═════ EXERCISE MATERIAL

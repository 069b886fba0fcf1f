use thiserror::Error;

use crate::types::Position;

/// Per-ply failures. Replay recovers from both locally.
#[derive(Error, Debug, Clone, PartialEq, Eq)]
pub enum ReplayError {
    /// Token is not a letter A-H followed by a single digit 1-8.
    #[error("invalid move notation: {notation:?}")]
    InvalidNotation { notation: String },

    /// Target square already holds a disc.
    #[error("cell {position} is already occupied")]
    OccupiedCell { position: Position },
}

/// Errors raised while loading or querying a game record store.
#[derive(Error, Debug)]
pub enum StoreError {
    #[error("store JSON error: {0}")]
    Json(#[from] serde_json::Error),

    #[error("unknown folder: {path}")]
    UnknownFolder { path: String },

    #[error("kifu #{index} not found in {path}")]
    KifuNotFound { path: String, index: usize },
}
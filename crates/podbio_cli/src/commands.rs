//! Subcommand implementations
//!
//! Each command builds its output as a string or JSON value so `main` only
//! has to print it.

use anyhow::{Context, Result};
use podbio_palette::{ExtractorConfig, ImageSource, PaletteExtractor};
use podbio_theme::{
    InMemoryThemes, Layer, PageStyleRecord, ResolutionContext, ResolvedStyleMap, ThemeCache,
    ThemeData, ThemeRecord, TokenBundle, WidgetStyleOptions,
};
use serde::de::DeserializeOwned;
use serde_json::{json, Map, Value};
use std::fs;
use std::path::Path;
use tracing::{debug, info};

use crate::config::{PodbioConfig, CONFIG_FILE};

/// Read and parse a JSON file.
pub fn read_json<T: DeserializeOwned>(path: &Path) -> Result<T> {
    let content =
        fs::read_to_string(path).with_context(|| format!("Failed to read {}", path.display()))?;
    serde_json::from_str(&content).with_context(|| format!("Failed to parse {}", path.display()))
}

/// Theme records from a JSON array file.
pub fn load_themes(path: &Path) -> Result<InMemoryThemes> {
    let records: Vec<ThemeRecord> = read_json(path)?;
    debug!(count = records.len(), path = %path.display(), "loaded theme records");
    Ok(records.into_iter().collect())
}

fn parse_layer(name: &str) -> Result<Layer> {
    Layer::ALL
        .iter()
        .copied()
        .find(|layer| layer.as_str() == name)
        .with_context(|| format!("Unknown layer `{name}` (expected core, semantic, or component)"))
}

/// `podbio tokens`: every resolved token as `layer.path = value`, sorted.
pub fn tokens(theme_data: Option<&ThemeData>, layer: Option<&str>) -> Result<String> {
    let only = layer.map(parse_layer).transpose()?;
    let bundle = TokenBundle::builtin();
    let resolved = match theme_data {
        Some(data) => bundle.with_theme_data(data).resolve()?,
        None => bundle.resolve()?,
    };

    let mut out = String::new();
    for (layer, path, value) in resolved.entries() {
        if only.is_some_and(|only| only != layer) {
            continue;
        }
        out.push_str(&format!("{layer}.{path} = {value}\n"));
    }
    Ok(out)
}

/// `podbio resolve`: the flat style map for one page.
///
/// An explicit `theme` is used as-is; otherwise the page's `theme_id` is looked
/// up in `themes`.
pub fn resolve(
    page: &PageStyleRecord,
    theme: Option<&ThemeRecord>,
    themes: &InMemoryThemes,
    with_sources: bool,
) -> Result<Value> {
    let cache = ThemeCache::new();
    let mut ctx = ResolutionContext::new(themes, &cache);
    let styles = match theme {
        Some(theme) => ctx.resolve(page, Some(theme))?,
        None => ctx.resolve_page(page)?.as_ref().clone(),
    };
    Ok(style_json(&styles, with_sources))
}

fn style_json(styles: &ResolvedStyleMap, with_sources: bool) -> Value {
    let mut out = Map::new();
    for (key, value) in styles.iter() {
        let entry = if with_sources {
            let source = styles.source(key).map_or("token", |source| source.as_str());
            json!({ "value": value, "source": source })
        } else {
            Value::String(value.to_string())
        };
        out.insert(key.to_string(), entry);
    }
    Value::Object(out)
}

/// `podbio sanitize`: validated widget style options plus dropped entries.
pub fn sanitize(bag: &Map<String, Value>) -> Value {
    let sanitized = WidgetStyleOptions::sanitize(bag);
    let diagnostics: Vec<String> = sanitized
        .diagnostics
        .iter()
        .map(ToString::to_string)
        .collect();
    json!({
        "options": sanitized.options.to_map(),
        "diagnostics": diagnostics,
    })
}

/// `podbio palette`: color roles for an image, optionally as `theme_data`.
pub fn palette(image: &str, config: &ExtractorConfig, as_theme_data: bool) -> Result<Value> {
    let source = ImageSource::from_uri(image)?;
    let roles = PaletteExtractor::new(config.clone()).extract_source(&source);
    let value = if as_theme_data {
        let data = ThemeData::from_color_roles(&roles.primary, &roles.secondary, &roles.accent);
        serde_json::to_value(data)?
    } else {
        serde_json::to_value(roles)?
    };
    Ok(value)
}

/// `podbio init`: write a default podbio.toml into `dir`.
pub fn init(dir: &Path, force: bool) -> Result<()> {
    let path = dir.join(CONFIG_FILE);
    if path.exists() && !force {
        anyhow::bail!(
            "{} already exists. Use --force to overwrite.",
            path.display()
        );
    }
    fs::create_dir_all(dir).with_context(|| format!("Failed to create {}", dir.display()))?;
    fs::write(&path, PodbioConfig::default().to_toml()?)
        .with_context(|| format!("Failed to write {}", path.display()))?;
    info!(path = %path.display(), "wrote default config");
    Ok(())
}

#[cfg(test)]
mod tests {
    use super::*;
    use podbio_theme::ThemeId;
    use pretty_assertions::assert_eq;

    #[test]
    fn tokens_lists_every_layer_sorted() {
        let text = tokens(None, None).unwrap();
        assert!(text.contains("core.color.base.slate-900 = #091227\n"));
        assert!(text.contains("component.link.hover = #0066ff\n"));
        let core_pos = text.find("core.").unwrap();
        let component_pos = text.find("component.").unwrap();
        assert!(core_pos < component_pos);
    }

    #[test]
    fn tokens_filters_by_layer_and_applies_overrides() {
        let data = ThemeData::from_color_roles("#112233", "#ffffff", "#ff00aa");
        let text = tokens(Some(&data), Some("core")).unwrap();
        assert!(text.contains("core.color.theme.primary = #112233\n"));
        assert!(text.lines().all(|line| line.starts_with("core.")));
        assert!(tokens(None, Some("brand")).is_err());
    }

    #[test]
    fn resolve_uses_theme_lookup_and_explicit_theme() {
        let mut theme = ThemeRecord::new(7, "Dusk");
        theme.style.widget_background = Some("#112233".into());
        let themes: InMemoryThemes = [theme.clone()].into_iter().collect();

        let mut page = PageStyleRecord::new(1);
        page.theme_id = Some(ThemeId(7));
        let out = resolve(&page, None, &themes, false).unwrap();
        assert_eq!(out["widgetBackground"], "#112233");
        assert_eq!(out["pageBackground"], "#f8fafc");

        let page = PageStyleRecord::new(2);
        let out = resolve(&page, Some(&theme), &InMemoryThemes::new(), true).unwrap();
        assert_eq!(
            out["widgetBackground"],
            json!({ "value": "#112233", "source": "theme" })
        );
    }

    #[test]
    fn sanitize_reports_dropped_entries() {
        let bag = json!({ "border_effect": "glow", "spacing": "huge", "extra": "x" });
        let out = sanitize(bag.as_object().unwrap());
        assert_eq!(out["options"]["border_effect"], "glow");
        assert_eq!(out["options"]["spacing"], "comfortable");
        assert_eq!(out["diagnostics"].as_array().unwrap().len(), 2);
    }

    #[test]
    fn palette_of_unreadable_file_is_fallback() {
        let out = palette("/no/such/cover.png", &ExtractorConfig::default(), false).unwrap();
        assert_eq!(
            out,
            json!({ "primary": "#000000", "secondary": "#ffffff", "accent": "#0066ff" })
        );
        let out = palette("/no/such/cover.png", &ExtractorConfig::default(), true).unwrap();
        assert_eq!(out["color"]["accent"], "#0066ff");
        assert!(palette("https://cdn.example.com/a.png", &ExtractorConfig::default(), false).is_err());
    }
}
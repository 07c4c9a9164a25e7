//! Logging setup using `tracing-subscriber`
//!
//! `RUST_LOG` wins when set. Otherwise `-v` raises the level (debug, then
//! trace) and without it the config's `log.level` applies.

use anyhow::Result;
use tracing_subscriber::EnvFilter;

/// Filter directive for a verbosity count and configured default level.
pub fn directive(verbosity: u8, configured: &str) -> String {
    match verbosity {
        0 => configured.to_string(),
        1 => "debug".to_string(),
        _ => "trace".to_string(),
    }
}

/// Install the global subscriber, logging to stderr so stdout stays parseable.
pub fn init_logging(verbosity: u8, configured: &str) -> Result<()> {
    let filter = EnvFilter::try_from_default_env()
        .unwrap_or_else(|_| EnvFilter::new(directive(verbosity, configured)));

    tracing_subscriber::fmt()
        .with_env_filter(filter)
        .with_writer(std::io::stderr)
        .with_target(false)
        .try_init()
        .map_err(|err| anyhow::anyhow!("failed to initialize logging: {err}"))
}
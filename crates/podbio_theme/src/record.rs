//! Page and theme records consumed by the resolver
//!
//! These mirror the rows persisted by the page and theme endpoints. All style
//! fields are optional; `None` or an empty string means "not set here".

use std::fmt::{Display, Formatter};

use serde::{Deserialize, Serialize};
use serde_json::{Map, Value};

use crate::theme_data::ThemeData;

/// Theme row id
#[derive(
    Clone, Copy, Debug, Default, Hash, Eq, PartialEq, Ord, PartialOrd, Serialize, Deserialize,
)]
#[serde(transparent)]
pub struct ThemeId(pub i64);

impl Display for ThemeId {
    fn fmt(&self, f: &mut Formatter<'_>) -> std::fmt::Result {
        write!(f, "#{}", self.0)
    }
}

/// Styleable fields shared by pages and themes
#[derive(Clone, Debug, Default, PartialEq, Serialize, Deserialize)]
#[serde(default)]
pub struct StyleFields {
    pub page_background: Option<String>,
    pub widget_background: Option<String>,
    pub widget_border_color: Option<String>,
    pub page_primary_font: Option<String>,
    pub page_secondary_font: Option<String>,
    pub widget_primary_font: Option<String>,
    pub widget_secondary_font: Option<String>,
    /// Untrusted widget-style bag, sanitized on use
    pub widget_style: Option<Map<String, Value>>,
    pub spatial_effect: Option<String>,
}

/// A page's style overrides.
#[derive(Clone, Debug, Default, PartialEq, Serialize, Deserialize)]
pub struct PageStyleRecord {
    pub page_id: i64,
    #[serde(default)]
    pub theme_id: Option<ThemeId>,
    #[serde(flatten)]
    pub style: StyleFields,
}

impl PageStyleRecord {
    pub fn new(page_id: i64) -> Self {
        Self {
            page_id,
            ..Self::default()
        }
    }
}

/// A system (`user_id == None`) or user-owned theme.
#[derive(Clone, Debug, Default, PartialEq, Serialize, Deserialize)]
pub struct ThemeRecord {
    pub id: ThemeId,
    pub name: String,
    #[serde(default)]
    pub user_id: Option<i64>,
    #[serde(flatten)]
    pub style: StyleFields,
    #[serde(default)]
    pub theme_data: Option<ThemeData>,
}

impl ThemeRecord {
    pub fn new(id: i64, name: impl Into<String>) -> Self {
        Self {
            id: ThemeId(id),
            name: name.into(),
            ..Self::default()
        }
    }

    pub fn is_system(&self) -> bool {
        self.user_id.is_none()
    }
}
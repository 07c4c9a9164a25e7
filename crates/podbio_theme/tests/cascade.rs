use std::sync::atomic::{AtomicUsize, Ordering};

use podbio_theme::{
    CascadeSource, InMemoryThemes, PageStyleRecord, ResolutionContext, StyleConcern, ThemeCache,
    ThemeData, ThemeError, ThemeId, ThemeRecord, ThemeSource, TokenBundle, SCHEMA_KEYS,
};
use pretty_assertions::assert_eq;
use serde_json::json;

struct CountingThemes {
    inner: InMemoryThemes,
    fetches: AtomicUsize,
}

impl ThemeSource for CountingThemes {
    fn fetch_theme(&self, id: ThemeId) -> Option<ThemeRecord> {
        self.fetches.fetch_add(1, Ordering::SeqCst);
        self.inner.fetch_theme(id)
    }
}

fn midnight() -> ThemeRecord {
    serde_json::from_value(json!({
        "id": 1,
        "name": "Midnight",
        "page_background": "linear-gradient(135deg, #0f172a 0%, #1e293b 100%)",
        "widget_background": "#112233",
        "widget_border_color": "semantic.accent.primary",
        "page_primary_font": "semantic.font.heading",
        "spatial_effect": "parallax",
        "widget_style": { "border_effect": "glow", "glow_intensity": "pronounced" },
        "theme_data": { "color": { "primary": "#ff0066" } }
    }))
    .unwrap()
}

fn page(value: serde_json::Value) -> PageStyleRecord {
    serde_json::from_value(value).unwrap()
}

#[test]
fn page_value_wins_for_every_concern() {
    let theme = midnight();
    let page = page(json!({
        "page_id": 1,
        "page_background": "#000000",
        "widget_background": "#010101",
        "widget_border_color": "#020202",
        "page_primary_font": "Lora",
        "page_secondary_font": "Lora",
        "widget_primary_font": "Lora",
        "widget_secondary_font": "Lora",
        "spatial_effect": "tilt"
    }));
    let themes = InMemoryThemes::new();
    let cache = ThemeCache::new();
    let mut ctx = ResolutionContext::new(&themes, &cache);
    let styles = ctx.resolve(&page, Some(&theme)).unwrap();

    for concern in StyleConcern::ALL {
        assert_eq!(
            styles.source(concern.output_key()),
            Some(CascadeSource::Page),
            "{concern:?}"
        );
    }
    assert_eq!(styles.get("pageBackground"), Some("#000000"));
    assert_eq!(styles.get("spatialEffect"), Some("tilt"));
}

#[test]
fn theme_value_used_when_page_is_silent() {
    let theme = midnight();
    let page = page(json!({ "page_id": 2, "widget_background": null }));
    let themes = InMemoryThemes::new();
    let cache = ThemeCache::new();
    let mut ctx = ResolutionContext::new(&themes, &cache);
    let styles = ctx.resolve(&page, Some(&theme)).unwrap();

    assert_eq!(styles.get("widgetBackground"), Some("#112233"));
    // reference resolved against the theme's own token overrides
    assert_eq!(styles.get("widgetBorderColor"), Some("#ff0066"));
    assert_eq!(styles.get("pagePrimaryFont"), Some("Poppins, Inter, sans-serif"));
    assert_eq!(styles.get("accentColor"), Some("#ff0066"));
    assert_eq!(styles.get("widgetGlowBlurPx"), Some("16px"));
    assert_eq!(styles.source("widgetGlowBlurPx"), Some(CascadeSource::Theme));
}

#[test]
fn defaults_used_when_both_are_silent() {
    let themes = InMemoryThemes::new();
    let cache = ThemeCache::new();
    let mut ctx = ResolutionContext::new(&themes, &cache);
    let styles = ctx.resolve(&PageStyleRecord::new(3), None).unwrap();

    for concern in StyleConcern::ALL {
        assert_eq!(styles.get(concern.output_key()), Some(concern.default_value()));
        assert_eq!(styles.source(concern.output_key()), Some(CascadeSource::Default));
    }
    assert_eq!(styles.get("widgetBackground"), Some("#ffffff"));
    assert_eq!(styles.get("widgetBorderEffect"), Some("none"));
    assert_eq!(styles.get("widgetGlowColor"), None);
    assert_eq!(styles.get("textPrimary"), Some("#091227"));
}

#[test]
fn fonts_and_backgrounds_cascade_independently() {
    let mut theme = ThemeRecord::new(4, "Serif");
    theme.style.page_primary_font = Some("Merriweather".into());
    let page = page(json!({ "page_id": 4, "page_background": "#123456" }));
    let themes = InMemoryThemes::new();
    let cache = ThemeCache::new();
    let mut ctx = ResolutionContext::new(&themes, &cache);
    let styles = ctx.resolve(&page, Some(&theme)).unwrap();

    assert_eq!(styles.get("pageBackground"), Some("#123456"));
    assert_eq!(styles.get("pagePrimaryFont"), Some("Merriweather"));
    assert_eq!(styles.get("pageSecondaryFont"), Some("Inter"));
}

#[test]
fn theme_id_lookups_hit_the_cache() {
    let themes = CountingThemes {
        inner: [midnight()].into_iter().collect(),
        fetches: AtomicUsize::new(0),
    };
    let cache = ThemeCache::new();
    let mut ctx = ResolutionContext::new(&themes, &cache);

    for page_id in 10..15 {
        let page = page(json!({ "page_id": page_id, "theme_id": 1 }));
        let styles = ctx.resolve_page(&page).unwrap();
        assert_eq!(styles.get("widgetBackground"), Some("#112233"));
    }
    assert_eq!(themes.fetches.load(Ordering::SeqCst), 1);

    // a second context sharing the cache does not refetch either
    let mut other = ResolutionContext::new(&themes, &cache);
    other
        .resolve_page(&page(json!({ "page_id": 99, "theme_id": 1 })))
        .unwrap();
    assert_eq!(themes.fetches.load(Ordering::SeqCst), 1);

    cache.invalidate(ThemeId(1));
    let mut fresh = ResolutionContext::new(&themes, &cache);
    fresh
        .resolve_page(&page(json!({ "page_id": 99, "theme_id": 1 })))
        .unwrap();
    assert_eq!(themes.fetches.load(Ordering::SeqCst), 2);
}

#[test]
fn unknown_theme_id_resolves_like_no_theme() {
    let themes = InMemoryThemes::new();
    let cache = ThemeCache::new();
    let mut ctx = ResolutionContext::new(&themes, &cache);
    let styles = ctx
        .resolve_page(&page(json!({ "page_id": 1, "theme_id": 404 })))
        .unwrap();
    assert_eq!(styles.get("widgetBackground"), Some("#ffffff"));
}

#[test]
fn invalid_widget_style_entries_do_not_block_resolution() {
    let page = page(json!({
        "page_id": 6,
        "widget_style": { "border_effect": "glow", "unknown_key": "x", "glow_color": "nope" }
    }));
    let themes = InMemoryThemes::new();
    let cache = ThemeCache::new();
    let mut ctx = ResolutionContext::new(&themes, &cache);
    let styles = ctx.resolve(&page, None).unwrap();

    assert_eq!(styles.get("widgetBorderEffect"), Some("glow"));
    assert_eq!(styles.get("widgetGlowColor"), Some("#0066ff"));
    assert_eq!(styles.get("widgetGlowBlurPx"), Some("8px"));
    assert_eq!(styles.diagnostics().len(), 2);

    let persisted = styles.widget_style().to_map();
    assert_eq!(persisted.len(), SCHEMA_KEYS.len());
    assert!(!persisted.contains_key("unknown_key"));
}

#[test]
fn palette_overrides_flow_into_resolved_styles() {
    let mut theme = ThemeRecord::new(7, "From artwork");
    theme.theme_data = Some(ThemeData::from_color_roles("#1a2b3c", "#f0e0d0", "#cc3366"));
    let themes = InMemoryThemes::new();
    let cache = ThemeCache::new();
    let mut ctx = ResolutionContext::new(&themes, &cache);
    let styles = ctx.resolve(&PageStyleRecord::new(7), Some(&theme)).unwrap();

    assert_eq!(styles.get("accentColor"), Some("#1a2b3c"));
    assert_eq!(styles.get("buttonBackground"), Some("#1a2b3c"));
}

#[test]
fn example_widget_background_cascade() {
    let mut theme = ThemeRecord::new(8, "Example");
    theme.style.widget_background = Some("#112233".into());
    let page = page(json!({ "page_id": 8, "widget_background": null }));
    let themes = InMemoryThemes::new();
    let cache = ThemeCache::new();
    let mut ctx = ResolutionContext::new(&themes, &cache);

    let with_theme = ctx.resolve(&page, Some(&theme)).unwrap();
    assert_eq!(with_theme.get("widgetBackground"), Some("#112233"));

    let without_theme = ctx.resolve(&page, None).unwrap();
    assert_eq!(without_theme.get("widgetBackground"), Some("#ffffff"));
}

#[test]
fn theme_widget_style_color_references_resolve() {
    let mut theme = ThemeRecord::new(10, "Rose");
    theme.style.widget_style = json!({ "border_effect": "glow", "glow_color": "color.base.rose-500" })
        .as_object()
        .cloned();
    let themes = InMemoryThemes::new();
    let cache = ThemeCache::new();
    let mut ctx = ResolutionContext::new(&themes, &cache);
    let styles = ctx.resolve(&PageStyleRecord::new(10), Some(&theme)).unwrap();

    assert_eq!(styles.get("widgetGlowColor"), Some("#f43f5e"));
    assert_eq!(styles.source("widgetGlowColor"), Some(CascadeSource::Theme));
    assert!(styles.diagnostics().is_empty());
}

#[test]
fn bundle_without_output_tokens_is_an_error() {
    let bundle = TokenBundle::from_toml("[core.color]\nwhite = \"#ffffff\"\n").unwrap();
    let themes = InMemoryThemes::new();
    let cache = ThemeCache::new();
    let mut ctx = ResolutionContext::with_bundle(&bundle, &themes, &cache);

    let err = ctx.resolve(&PageStyleRecord::new(11), None).unwrap_err();
    assert_eq!(
        err,
        ThemeError::MissingReference {
            path: "semantic.text.primary".into(),
            target: "semantic.text.primary".into(),
        }
    );
}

══════════

WORK TO BE COMPLETED:
Which lines of the records above contain the word "ThemeId"? Show each of them.

WRITTEN ANSWER:
    use podbio_theme::ThemeId;
        page.theme_id = Some(ThemeId(7));
pub struct ThemeId(pub i64);
impl Display for ThemeId {
    pub theme_id: Option<ThemeId>,
    pub id: ThemeId,
            id: ThemeId(id),
    ThemeData, ThemeError, ThemeId, ThemeRecord, ThemeSource, TokenBundle, SCHEMA_KEYS,
    fn fetch_theme(&self, id: ThemeId) -> Option<ThemeRecord> {
    cache.invalidate(ThemeId(1));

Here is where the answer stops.